By Subhash K. Jha, IANS
The year started with a disastrous romantic musical, "Ishq Hai Tumse", which couldn't survive at the box office in spite of a charming performance by Dino Morea.
But just when you thought the era of romantic Bllywood musicals was dead and gone, a series of films from the genre are about to hit the screens.
Kunal Kohli's "Hum Tum" that opens this week is a straight-off romantic comedy featuring the untried pair of Rani Mukherjee and Saif Ali Khan as a warring couple that can neither live with nor without each other.
Trade experts feel it's been a while since a purely romantic film got itself a sizeable audience.
Last week's teenage romantic musical "Uuf Ka Jaadoo Mohabbat Hai" didn't quite make the impact it was expected to, although its debutant hero Sammir Dattani did get noticed.
This week the Rani-Saif pair is expected to bring a sizzle into the genre.
Upon the success of "Hum Tum" depends the future of several other romantic musicals, most important of all debutant director Samir Karnik's "Kyun Ho Gaya Na" featuring the real-life pair of Aishwarya Rai and Vivek Oberoi.
According to Vivek, "It's a very simple love story, no complications, no drama...just the two of us."
In fact, the preconditions for a truly romantic drama - simplicity and sincerity - seem to have finally dawned on Hindi filmmakers. "Hum Tum" is more character-driven than plot-oriented, with the Rani-Saif combo carrying the audience forward.
Close on its heels comes David Dhawan's "Mujhse Shaadi Korogi" where Priyanka Chopra is wooed by Salman Khan and Akshay Kumar.
"It's a very simple love triangle, with no unnecessary embellishments," asserts Dhawan who has so far made comedies with romance being secondary if not incidental.
Even the hard-as-nails Ram Gopal Varma is ready with an "intense love story". "Naach", which opens in August, features Abhishek Bachchan and Antara Mali as two unlikely souls thrown together in a strange situation.
What makes filmmakers so sure about the tenability of romance in this era of supreme cynicism in our cinema?
Arjun Sablok, who made "Na Tum Jano Na Hum", one of the most intensely romantic films in recent times, feels romance can never go out of pace.
"Why should it?
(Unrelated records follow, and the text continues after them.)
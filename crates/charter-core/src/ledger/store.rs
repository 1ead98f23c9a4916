//! `SQLite`-backed event store.
//!
//! WAL mode for crash safety and concurrent reads; the schema is
//! embedded at compile time. Appends run in a single transaction:
//! idempotency check, version check, inserts, all or nothing.

// SQLite returns i64 for versions and counts; values are non-negative
// by construction. Mutex poisoning indicates a panic in another thread,
// which is unrecoverable.
#![allow(clippy::cast_sign_loss, clippy::missing_panics_doc)]

use std::path::Path;
use std::sync::{Arc, Mutex};

use chrono::{DateTime, SecondsFormat, Utc};
use rusqlite::{Connection, OpenFlags, Row, params};
use thiserror::Error;

use crate::event::{Event, EventPayload, StreamType};
use crate::ids::EventId;

use super::backend::{AppendOutcome, EventStore};

/// Schema SQL embedded at compile time.
const SCHEMA_SQL: &str = include_str!("schema.sql");

/// Errors from the event log.
#[derive(Debug, Error)]
#[non_exhaustive]
pub enum StoreError {
    /// The stream head did not match the expected version.
    #[error("stream {stream_id} version mismatch: expected {expected}, got {actual}")]
    VersionConflict {
        /// The contested stream.
        stream_id: String,
        /// Version the caller expected.
        expected: u64,
        /// Actual head version.
        actual: u64,
    },

    /// The idempotency key was already used on a different stream; the
    /// caller reused a command id for an unrelated command.
    #[error("command {command_id} was already applied to another stream")]
    CommandAlreadyApplied {
        /// The reused idempotency key.
        command_id: String,
    },

    /// Stored data violates the log's invariants.
    #[error("corrupt stream: {details}")]
    Corrupt {
        /// What was found.
        details: String,
    },

    /// Payload serialization failed on write.
    #[error("payload encoding failed: {0}")]
    Encoding(#[from] serde_json::Error),

    /// Database error from `SQLite`.
    #[error("database error: {0}")]
    Database(#[from] rusqlite::Error),

    /// I/O error during database operations.
    #[error("I/O error: {0}")]
    Io(#[from] std::io::Error),
}

/// The append-only event log backed by `SQLite`.
pub struct SqliteEventStore {
    conn: Arc<Mutex<Connection>>,
}

impl SqliteEventStore {
    /// Opens or creates a store at the given path.
    ///
    /// # Errors
    ///
    /// Returns an error when the database cannot be opened or the
    /// schema cannot be initialized.
    pub fn open(path: impl AsRef<Path>) -> Result<Self, StoreError> {
        let conn = Connection::open_with_flags(
            path.as_ref(),
            OpenFlags::SQLITE_OPEN_READ_WRITE
                | OpenFlags::SQLITE_OPEN_CREATE
                | OpenFlags::SQLITE_OPEN_NO_MUTEX,
        )?;
        conn.execute_batch(SCHEMA_SQL)?;
        Ok(Self {
            conn: Arc::new(Mutex::new(conn)),
        })
    }

    /// Creates an in-memory store for tests.
    ///
    /// # Errors
    ///
    /// Returns an error when the database cannot be initialized.
    pub fn in_memory() -> Result<Self, StoreError> {
        let conn = Connection::open_in_memory()?;
        conn.execute_batch(SCHEMA_SQL)?;
        Ok(Self {
            conn: Arc::new(Mutex::new(conn)),
        })
    }

    /// Total number of stored events.
    ///
    /// # Errors
    ///
    /// Storage errors only.
    pub fn count_events(&self) -> Result<u64, StoreError> {
        let conn = self.conn.lock().unwrap();
        let count: i64 = conn.query_row("SELECT COUNT(*) FROM events", [], |row| row.get(0))?;
        Ok(count as u64)
    }

    /// Number of distinct streams.
    ///
    /// # Errors
    ///
    /// Storage errors only.
    pub fn count_streams(&self) -> Result<u64, StoreError> {
        let conn = self.conn.lock().unwrap();
        let count: i64 =
            conn.query_row("SELECT COUNT(DISTINCT stream_id) FROM events", [], |row| {
                row.get(0)
            })?;
        Ok(count as u64)
    }

    fn head(conn: &Connection, stream_id: &str) -> Result<u64, StoreError> {
        let max: Option<i64> = conn.query_row(
            "SELECT MAX(version) FROM events WHERE stream_id = ?1",
            params![stream_id],
            |row| row.get(0),
        )?;
        Ok(max.unwrap_or(0) as u64)
    }

    fn events_for_command(
        conn: &Connection,
        stream_id: &str,
        command_ids: &[&str],
    ) -> Result<Vec<Event>, StoreError> {
        let mut found = Vec::new();
        for command_id in command_ids {
            let mut stmt = conn.prepare(
                "SELECT event_id, stream_id, stream_type, version, command_id, event_type,
                        occurred_at, actor_id, payload
                 FROM events
                 WHERE command_id = ?1 AND stream_id = ?2
                 ORDER BY version ASC",
            )?;
            let events = stmt
                .query_map(params![command_id, stream_id], row_to_raw)?
                .collect::<Result<Vec<_>, _>>()?;
            for raw in events {
                found.push(decode_row(raw)?);
            }
        }
        found.sort_by_key(|e| e.version);
        Ok(found)
    }

    fn command_known_elsewhere(
        conn: &Connection,
        stream_id: &str,
        command_id: &str,
    ) -> Result<bool, StoreError> {
        let count: i64 = conn.query_row(
            "SELECT COUNT(*) FROM events WHERE command_id = ?1 AND stream_id != ?2",
            params![command_id, stream_id],
            |row| row.get(0),
        )?;
        Ok(count > 0)
    }
}

impl EventStore for SqliteEventStore {
    fn append(
        &self,
        stream_id: &str,
        expected_version: u64,
        events: &[Event],
    ) -> Result<AppendOutcome, StoreError> {
        if events.is_empty() {
            return Ok(AppendOutcome::Appended);
        }

        let mut conn = self.conn.lock().unwrap();
        let tx = conn.transaction()?;

        let command_ids: Vec<&str> = events.iter().map(|e| e.command_id.as_str()).collect();

        // Exactly-once: a batch whose command was already applied to
        // this stream is skipped and the stored events returned.
        let existing = Self::events_for_command(&tx, stream_id, &command_ids)?;
        if !existing.is_empty() {
            tracing::debug!(
                stream_id,
                command_id = command_ids[0],
                "append skipped, command already applied"
            );
            return Ok(AppendOutcome::AlreadyApplied(existing));
        }

        // Reusing an idempotency key across streams is a caller bug,
        // not idempotent success.
        for command_id in &command_ids {
            if Self::command_known_elsewhere(&tx, stream_id, command_id)? {
                return Err(StoreError::CommandAlreadyApplied {
                    command_id: (*command_id).to_string(),
                });
            }
        }

        let actual = Self::head(&tx, stream_id)?;
        if actual != expected_version {
            return Err(StoreError::VersionConflict {
                stream_id: stream_id.to_string(),
                expected: expected_version,
                actual,
            });
        }

        {
            let mut stmt = tx.prepare(
                "INSERT INTO events (event_id, stream_id, stream_type, version, command_id,
                                     event_type, occurred_at, actor_id, payload)
                 VALUES (?1, ?2, ?3, ?4, ?5, ?6, ?7, ?8, ?9)",
            )?;
            for event in events {
                stmt.execute(params![
                    event.event_id.to_string(),
                    event.stream_id,
                    event.stream_type.as_str(),
                    i64::try_from(event.version).unwrap_or(i64::MAX),
                    event.command_id,
                    event.event_type(),
                    event
                        .occurred_at
                        .to_rfc3339_opts(SecondsFormat::Micros, true),
                    event.actor_id,
                    event.canonical_payload()?,
                ])?;
            }
        }

        tx.commit()?;
        Ok(AppendOutcome::Appended)
    }

    fn load_stream(&self, stream_id: &str) -> Result<Vec<Event>, StoreError> {
        let conn = self.conn.lock().unwrap();
        let mut stmt = conn.prepare(
            "SELECT event_id, stream_id, stream_type, version, command_id, event_type,
                    occurred_at, actor_id, payload
             FROM events
             WHERE stream_id = ?1
             ORDER BY version ASC",
        )?;
        let rows = stmt
            .query_map(params![stream_id], row_to_raw)?
            .collect::<Result<Vec<_>, _>>()?;

        let mut events = Vec::with_capacity(rows.len());
        for (i, raw) in rows.into_iter().enumerate() {
            let event = decode_row(raw)?;
            let expected = i as u64 + 1;
            if event.version != expected {
                return Err(StoreError::Corrupt {
                    details: format!(
                        "stream {stream_id} has version {} where {expected} was expected",
                        event.version
                    ),
                });
            }
            events.push(event);
        }
        Ok(events)
    }

    fn load_all(&self) -> Result<Vec<Event>, StoreError> {
        let conn = self.conn.lock().unwrap();
        let mut stmt = conn.prepare(
            "SELECT event_id, stream_id, stream_type, version, command_id, event_type,
                    occurred_at, actor_id, payload
             FROM events
             ORDER BY rowid ASC",
        )?;
        let rows = stmt
            .query_map([], row_to_raw)?
            .collect::<Result<Vec<_>, _>>()?;

        let mut heads: std::collections::HashMap<String, u64> = std::collections::HashMap::new();
        let mut events = Vec::with_capacity(rows.len());
        for raw in rows {
            let event = decode_row(raw)?;
            let head = heads.entry(event.stream_id.clone()).or_insert(0);
            if event.version != *head + 1 {
                return Err(StoreError::Corrupt {
                    details: format!(
                        "stream {} jumps from version {} to {}",
                        event.stream_id, head, event.version
                    ),
                });
            }
            *head = event.version;
            events.push(event);
        }
        Ok(events)
    }

    fn stream_version(&self, stream_id: &str) -> Result<u64, StoreError> {
        let conn = self.conn.lock().unwrap();
        Self::head(&conn, stream_id)
    }

    fn load_command(&self, command_id: &str) -> Result<Vec<Event>, StoreError> {
        let conn = self.conn.lock().unwrap();
        let mut stmt = conn.prepare(
            "SELECT event_id, stream_id, stream_type, version, command_id, event_type,
                    occurred_at, actor_id, payload
             FROM events
             WHERE command_id = ?1 OR command_id LIKE ?1 || ':%'
             ORDER BY rowid ASC",
        )?;
        let rows = stmt
            .query_map(params![command_id], row_to_raw)?
            .collect::<Result<Vec<_>, _>>()?;
        rows.into_iter().map(decode_row).collect()
    }
}

/// Raw row values before decoding into an [`Event`].
struct RawEvent {
    event_id: String,
    stream_id: String,
    stream_type: String,
    version: i64,
    command_id: String,
    event_type: String,
    occurred_at: String,
    actor_id: Option<String>,
    payload: String,
}

fn row_to_raw(row: &Row<'_>) -> rusqlite::Result<RawEvent> {
    Ok(RawEvent {
        event_id: row.get(0)?,
        stream_id: row.get(1)?,
        stream_type: row.get(2)?,
        version: row.get(3)?,
        command_id: row.get(4)?,
        event_type: row.get(5)?,
        occurred_at: row.get(6)?,
        actor_id: row.get(7)?,
        payload: row.get(8)?,
    })
}

fn decode_row(raw: RawEvent) -> Result<Event, StoreError> {
    let event_id = EventId::parse(&raw.event_id).map_err(|e| StoreError::Corrupt {
        details: format!("bad event id {}: {e}", raw.event_id),
    })?;
    let stream_type = StreamType::parse(&raw.stream_type).ok_or_else(|| StoreError::Corrupt {
        details: format!("unknown stream type {}", raw.stream_type),
    })?;
    let occurred_at: DateTime<Utc> = DateTime::parse_from_rfc3339(&raw.occurred_at)
        .map_err(|e| StoreError::Corrupt {
            details: format!("bad timestamp {}: {e}", raw.occurred_at),
        })?
        .with_timezone(&Utc);
    let payload =
        EventPayload::decode(&raw.event_type, &raw.payload).map_err(|e| StoreError::Corrupt {
            details: e.to_string(),
        })?;

    Ok(Event {
        event_id,
        stream_id: raw.stream_id,
        stream_type,
        version: raw.version as u64,
        command_id: raw.command_id,
        occurred_at,
        actor_id: raw.actor_id,
        payload,
    })
}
Everyone loves to love, secretly or otherwise. How many people like to fight? Love will always conquer all."
Apart from the major romantic releases, less high-profile romantic films like Rajesh Bhatt's "Kaun Hai Jo Sapnon Mein Aaya" and Rishi Talwar's "Mohabbat Ho Gayi Tumse" are also on the way.
Audiences should get ready for that moon-in-the-sky experience.